**EXERCISE GOAL**
Word for word, restate the records that follow.

**DATA PROVIDED**
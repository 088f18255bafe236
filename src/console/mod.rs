// ABOUTME: Console collaborators around the recipe core
// ABOUTME: Input source (prompting), presentation (text/JSON) and the interactive session
//
// SPDX-License-Identifier: MIT OR Apache-2.0
// Copyright (c) 2025 Pierre Fitness Intelligence

//! Console layer. Everything here is generic over `BufRead`/`Write` so it runs
//! the same against a terminal or an in-memory buffer.

/// Recipe rendering
pub mod display;
/// Prompt-and-reread input source
pub mod input;
/// Interactive menu loop
pub mod session;

pub use display::RecipeSummary;
pub use input::Prompter;
pub use session::{MenuChoice, Session};
// ABOUTME: Main library entry point for the recipe keeper
// ABOUTME: Exposes the recipe core plus the console, config and logging layers around it
//
// SPDX-License-Identifier: MIT OR Apache-2.0
// Copyright (c) 2025 Pierre Fitness Intelligence

#![deny(unsafe_code)]

//! # Recipe App
//!
//! Type in recipes (name, ingredients, preparation steps), print them, total
//! their calories, scale ingredient quantities and reset them.
//!
//! ## Modules
//!
//! - **recipes**: validated `Ingredient`/`RecipeStep`, the `Recipe` aggregate with
//!   calorie threshold notifications, and the `RecipeBook`
//! - **console**: the prompting input source, text/JSON display and the menu session
//! - **config**: environment-driven configuration
//! - **logging**: `tracing` subscriber setup
//! - **errors**: `ValidationError` for the core, `AppError` for everything around it
//!
//! ## Example
//!
//! ```
//! use recipe_app::recipes::{Ingredient, Recipe};
//!
//! let mut recipe = Recipe::new("Apples")?
//!     .with_ingredient(Ingredient::new("Apples", 2.0, "lbs", 52.0, "Fruit")?);
//! assert_eq!(recipe.total_calories(), 104.0);
//!
//! recipe.scale(0.5)?;
//! assert_eq!(recipe.total_calories(), 52.0);
//!
//! recipe.reset_quantities();
//! assert_eq!(recipe.ingredients()[0].quantity(), 2.0);
//! # Ok::<(), recipe_app::errors::ValidationError>(())
//! ```

/// Environment-driven configuration
pub mod config;

/// Console input source, presentation and interactive session
pub mod console;

/// Application-wide constants
pub mod constants;

/// Error types for validation and the application layer
pub mod errors;

/// Structured logging setup
pub mod logging;

/// Recipe core: ingredients, steps, recipes and notifications
pub mod recipes;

**ANSWER BOX**
repository 088f18255bafe236
filename src/console/mod.rs
// ABOUTME: Console collaborators around the recipe core
// ABOUTME: Input source (prompting), presentation (text/JSON) and the interactive session
//
// SPDX-License-Identifier: MIT OR Apache-2.0
// Copyright (c) 2025 Pierre Fitness Intelligence

//! Console layer. Everything here is generic over `BufRead`/`Write` so it runs
//! the same against a terminal or an in-memory buffer.

/// Recipe rendering
pub mod display;
/// Prompt-and-reread input source
pub mod input;
/// Interactive menu loop
pub mod session;

pub use display::RecipeSummary;
pub use input::Prompter;
pub use session::{MenuChoice, Session};
// ABOUTME: Main library entry point for the recipe keeper
// ABOUTME: Exposes the recipe core plus the console, config and logging layers around it
//
// SPDX-License-Identifier: MIT OR Apache-2.0
// Copyright (c) 2025 Pierre Fitness Intelligence

#![deny(unsafe_code)]

//! # Recipe App
//!
//! Type in recipes (name, ingredients, preparation steps), print them, total
//! their calories, scale ingredient quantities and reset them.
//!
//! ## Modules
//!
//! - **recipes**: validated `Ingredient`/`RecipeStep`, the `Recipe` aggregate with
//!   calorie threshold notifications, and the `RecipeBook`
//! - **console**: the prompting input source, text/JSON display and the menu session
//! - **config**: environment-driven configuration
//! - **logging**: `tracing` subscriber setup
//! - **errors**: `ValidationError` for the core, `AppError` for everything around it
//!
//! ## Example
//!
//! ```
//! use recipe_app::recipes::{Ingredient, Recipe};
//!
//! let mut recipe = Recipe::new("Apples")?
//!     .with_ingredient(Ingredient::new("Apples", 2.0, "lbs", 52.0, "Fruit")?);
//! assert_eq!(recipe.total_calories(), 104.0);
//!
//! recipe.scale(0.5)?;
//! assert_eq!(recipe.total_calories(), 52.0);
//!
//! recipe.reset_quantities();
//! assert_eq!(recipe.ingredients()[0].quantity(), 2.0);
//! # Ok::<(), recipe_app::errors::ValidationError>(())
//! ```

/// Environment-driven configuration
pub mod config;

/// Console input source, presentation and interactive session
pub mod console;

/// Application-wide constants
pub mod constants;

/// Error types for validation and the application layer
pub mod errors;

/// Structured logging setup
pub mod logging;

/// Recipe core: ingredients, steps, recipes and notifications
pub mod recipes;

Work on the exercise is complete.